The Global Centre for Pluralism’s work over the past decade and around the world often led to conversations with partners about wanting to better understand the state of pluralism in a country or a given context. Those discussions prompted the development of the Global Pluralism Monitor, a tool that assesses the state of pluralism in countries around the world.

The Monitor utilizes an assessment framework that measures inclusions and exclusions across political, economic and social dimensions, through 20 distinct indicators. Drawing on qualitative and quantitative data, a team of experts produces a country report on the state of pluralism in their society. The reports are grounded in local realities, putting communities’ lived experience at the centre of the analysis.

In an ever-shrinking, ever more diverse world, a genuine sense of pluralism is the indispensable foundation for human peace and progress.

His Highness the Aga Khan IV

We need tools and we need strong evidence, and we need to reach out, build bridges and engage in dialogue.

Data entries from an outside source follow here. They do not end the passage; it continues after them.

// ---------------------------------------------------------------------------
// Tests
// ---------------------------------------------------------------------------

#[cfg(test)]
mod tests {
    use super::*;
    use crate::cache::{listing_key, DEFAULT_TTL, LIST_KEY_PREFIX};
    use crate::roles::UserRole;
    use crate::subscription::{SubscriptionPlan, SubscriptionStatus};
    use crate::testing::{new_listing_input, sample_listing, InMemoryStore, MemoryCache};
    use crate::types::new_id;
    use assert_matches::assert_matches;

    struct Harness {
        store: Arc<InMemoryStore>,
        cache_store: Arc<MemoryCache>,
        service: ListingService,
    }

    fn harness() -> Harness {
        let store = Arc::new(InMemoryStore::new());
        let cache_store = Arc::new(MemoryCache::new());
        let cache = ListingCache::new(cache_store.clone(), DEFAULT_TTL);
        let quota = QuotaEnforcer::new(store.clone(), store.clone());
        let service = ListingService::new(store.clone(), cache, quota, DetachedTasks::new());
        Harness {
            store,
            cache_store,
            service,
        }
    }

    fn published(store: &InMemoryStore, dealer: DbId) -> Listing {
        let mut l = sample_listing(dealer);
        l.status = ListingStatus::Published;
        store.put_listing(l.clone());
        l
    }

    // -- create -------------------------------------------------------------

    #[tokio::test]
    async fn create_makes_a_draft_and_clears_cached_pages() {
        let h = harness();
        let dealer = new_id();
        h.store
            .seed_subscription(dealer, SubscriptionPlan::Basic, SubscriptionStatus::Active);
        h.cache_store.insert_raw("listings:stale", "{}");

        let listing = h.service.create(dealer, &new_listing_input()).await.unwrap();

        assert_eq!(listing.status, ListingStatus::Draft);
        assert_eq!(listing.views_count, 0);
        assert_eq!(listing.dealer_id, dealer);
        assert!(h.cache_store.keys_with_prefix(LIST_KEY_PREFIX).is_empty());
    }

    #[tokio::test]
    async fn create_without_subscription_is_rejected() {
        let h = harness();
        let err = h
            .service
            .create(new_id(), &new_listing_input())
            .await
            .unwrap_err();
        assert_eq!(err.code(), "SUBSCRIPTION_INACTIVE");
    }

    #[tokio::test]
    async fn create_rejects_negative_price() {
        let h = harness();
        let mut input = new_listing_input();
        input.price = Decimal::from(-1);
        let err = h.service.create(new_id(), &input).await.unwrap_err();
        assert_matches!(err, CoreError::Validation(_));
    }

    // -- get ----------------------------------------------------------------

    #[tokio::test]
    async fn draft_is_readable_only_by_its_dealer() {
        let h = harness();
        let owner = new_id();
        let draft = sample_listing(owner);
        h.store.put_listing(draft.clone());

        let as_owner = h.service.get(draft.id, &Requester::dealer(owner)).await;
        assert!(as_owner.is_ok());

        // Now cached; the cached copy must not leak either.
        for requester in [
            Requester::anonymous(),
            Requester::dealer(new_id()),
            Requester::user(new_id(), UserRole::Admin),
        ] {
            let err = h.service.get(draft.id, &requester).await.unwrap_err();
            assert_matches!(err, CoreError::AccessDenied(_));
        }
    }

    #[tokio::test]
    async fn archived_listing_is_not_found_for_others() {
        let h = harness();
        let mut l = sample_listing(new_id());
        l.status = ListingStatus::Archived;
        h.store.put_listing(l.clone());

        let err = h.service.get(l.id, &Requester::anonymous()).await.unwrap_err();
        assert_matches!(err, CoreError::NotFound { .. });
    }

    #[tokio::test]
    async fn missing_listing_is_not_found() {
        let h = harness();
        let err = h
            .service
            .get(new_id(), &Requester::anonymous())
            .await
            .unwrap_err();
        assert_matches!(err, CoreError::NotFound { entity: "Listing", .. });
    }

    #[tokio::test]
    async fn cached_read_lags_the_store_by_one_view() {
        let h = harness();
        let l = published(&h.store, new_id());

        let first = h.service.get(l.id, &Requester::anonymous()).await.unwrap();
        h.service.drain_background().await;
        let stored = h.store.listing(l.id).unwrap();

        assert_eq!(first.views_count + 1, stored.views_count);
        assert_eq!(
            Listing {
                views_count: stored.views_count,
                ..first.clone()
            },
            stored
        );
        // The bump invalidated the entry so the next read sees the new count.
        assert!(h.cache_store.raw(&listing_key(l.id)).is_none());
        let second = h.service.get(l.id, &Requester::anonymous()).await.unwrap();
        assert_eq!(second.views_count, stored.views_count);
    }

    #[tokio::test]
    async fn cache_hit_is_served_without_the_store() {
        let h = harness();
        let l = published(&h.store, new_id());
        h.cache_store
            .insert_raw(&listing_key(l.id), &serde_json::to_string(&l).unwrap());

        h.store.set_failing(true);
        let got = h.service.get(l.id, &Requester::anonymous()).await.unwrap();
        h.service.drain_background().await;
        assert_eq!(got, l);
    }

    #[tokio::test]
    async fn reads_survive_an_unavailable_cache() {
        let h = harness();
        let l = published(&h.store, new_id());
        h.cache_store.set_unavailable(true);

        let got = h.service.get(l.id, &Requester::anonymous()).await.unwrap();
        h.service.drain_background().await;
        assert_eq!(got.id, l.id);
        assert_eq!(h.store.listing(l.id).unwrap().views_count, 1);
    }

    // -- search -------------------------------------------------------------

    #[tokio::test]
    async fn search_is_cached_per_signature_and_invalidated_by_writes() {
        let h = harness();
        let dealer = new_id();
        h.store
            .seed_subscription(dealer, SubscriptionPlan::Basic, SubscriptionStatus::Active);
        published(&h.store, dealer);

        let filters = ListingFilters::default();
        let page = h
            .service
            .search(&filters, Sort::default(), Pagination::default(), &Requester::anonymous())
            .await
            .unwrap();
        assert_eq!(page.total, 1);
        assert_eq!(h.cache_store.keys_with_prefix(LIST_KEY_PREFIX).len(), 1);

        h.service.create(dealer, &new_listing_input()).await.unwrap();
        assert!(h.cache_store.keys_with_prefix(LIST_KEY_PREFIX).is_empty());
    }

    #[tokio::test]
    async fn dealer_search_includes_own_drafts_only() {
        let h = harness();
        let dealer = new_id();
        let other = new_id();
        published(&h.store, other);
        h.store.put_listing(sample_listing(dealer));
        h.store.put_listing(sample_listing(other));

        let page = h
            .service
            .search(
                &ListingFilters::default(),
                Sort::default(),
                Pagination::default(),
                &Requester::dealer(dealer),
            )
            .await
            .unwrap();
        assert_eq!(page.total, 2);
        assert!(page
            .items
            .iter()
            .all(|l| l.status == ListingStatus::Published || l.dealer_id == dealer));
    }

    #[tokio::test]
    async fn search_surfaces_store_failure() {
        let h = harness();
        h.store.set_failing(true);
        let err = h
            .service
            .search(
                &ListingFilters::default(),
                Sort::default(),
                Pagination::default(),
                &Requester::anonymous(),
            )
            .await
            .unwrap_err();
        assert_eq!(err.code(), "UPSTREAM_FAILURE");
    }

    // -- update / archive ---------------------------------------------------

    #[tokio::test]
    async fn update_enforces_ownership_and_lifecycle() {
        let h = harness();
        let owner = new_id();
        let l = published(&h.store, owner);

        let patch = ListingPatch {
            title: Some("Renamed".into()),
            ..Default::default()
        };
        let err = h.service.update(l.id, new_id(), &patch).await.unwrap_err();
        assert_matches!(err, CoreError::AccessDenied(_));

        let back_to_draft = ListingPatch {
            status: Some(ListingStatus::Draft),
            ..Default::default()
        };
        let err = h
            .service
            .update(l.id, owner, &back_to_draft)
            .await
            .unwrap_err();
        assert_matches!(err, CoreError::Validation(_));

        let updated = h.service.update(l.id, owner, &patch).await.unwrap();
        assert_eq!(updated.title, "Renamed");
    }

    #[tokio::test]
    async fn publishing_a_draft_evicts_its_cache_entry() {
        let h = harness();
        let owner = new_id();
        let draft = sample_listing(owner);
        h.store.put_listing(draft.clone());
        h.cache_store
            .insert_raw(&listing_key(draft.id), &serde_json::to_string(&draft).unwrap());

        let patch = ListingPatch {
            status: Some(ListingStatus::Published),
            ..Default::default()
        };
        let updated = h.service.update(draft.id, owner, &patch).await.unwrap();
        assert_eq!(updated.status, ListingStatus::Published);
        assert!(h.cache_store.raw(&listing_key(draft.id)).is_none());
    }

    #[tokio::test]
    async fn archive_is_owner_only_and_idempotent() {
        let h = harness();
        let owner = new_id();
        let l = published(&h.store, owner);

        let err = h.service.archive(l.id, new_id()).await.unwrap_err();
        assert_matches!(err, CoreError::AccessDenied(_));

        h.service.archive(l.id, owner).await.unwrap();
        h.service.archive(l.id, owner).await.unwrap();
        assert_eq!(h.store.listing(l.id).unwrap().status, ListingStatus::Archived);

        let mine = h
            .service
            .dealer_listings(owner, Pagination::default())
            .await
            .unwrap();
        assert_eq!(mine.total, 0);
    }
}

Meredith Preston McGhie, Secretary General for the Global Centre for Pluralism

Why Pluralism?

Living and engaging positively with diversity is a challenge all societies face. At the same time, confidence in longstanding institutions, such as constitutions or legislatures, that have previously tried to manage diversity are weakening in many societies. As a result, diverse individuals across the globe are becoming increasingly more vulnerable. Improving the way societies, and their institutions, engage with pluralism is therefore a pressing global issue.

Pluralism helps institutional and societal actors identify opportunities and make choices that increase the recognition and belonging of those who have been excluded. When these choices are made in ways that draw on diversity as a source of strength, better outcomes are possible; from improved educational and economic opportunities, to more inclusive citizenship and stronger human rights protections.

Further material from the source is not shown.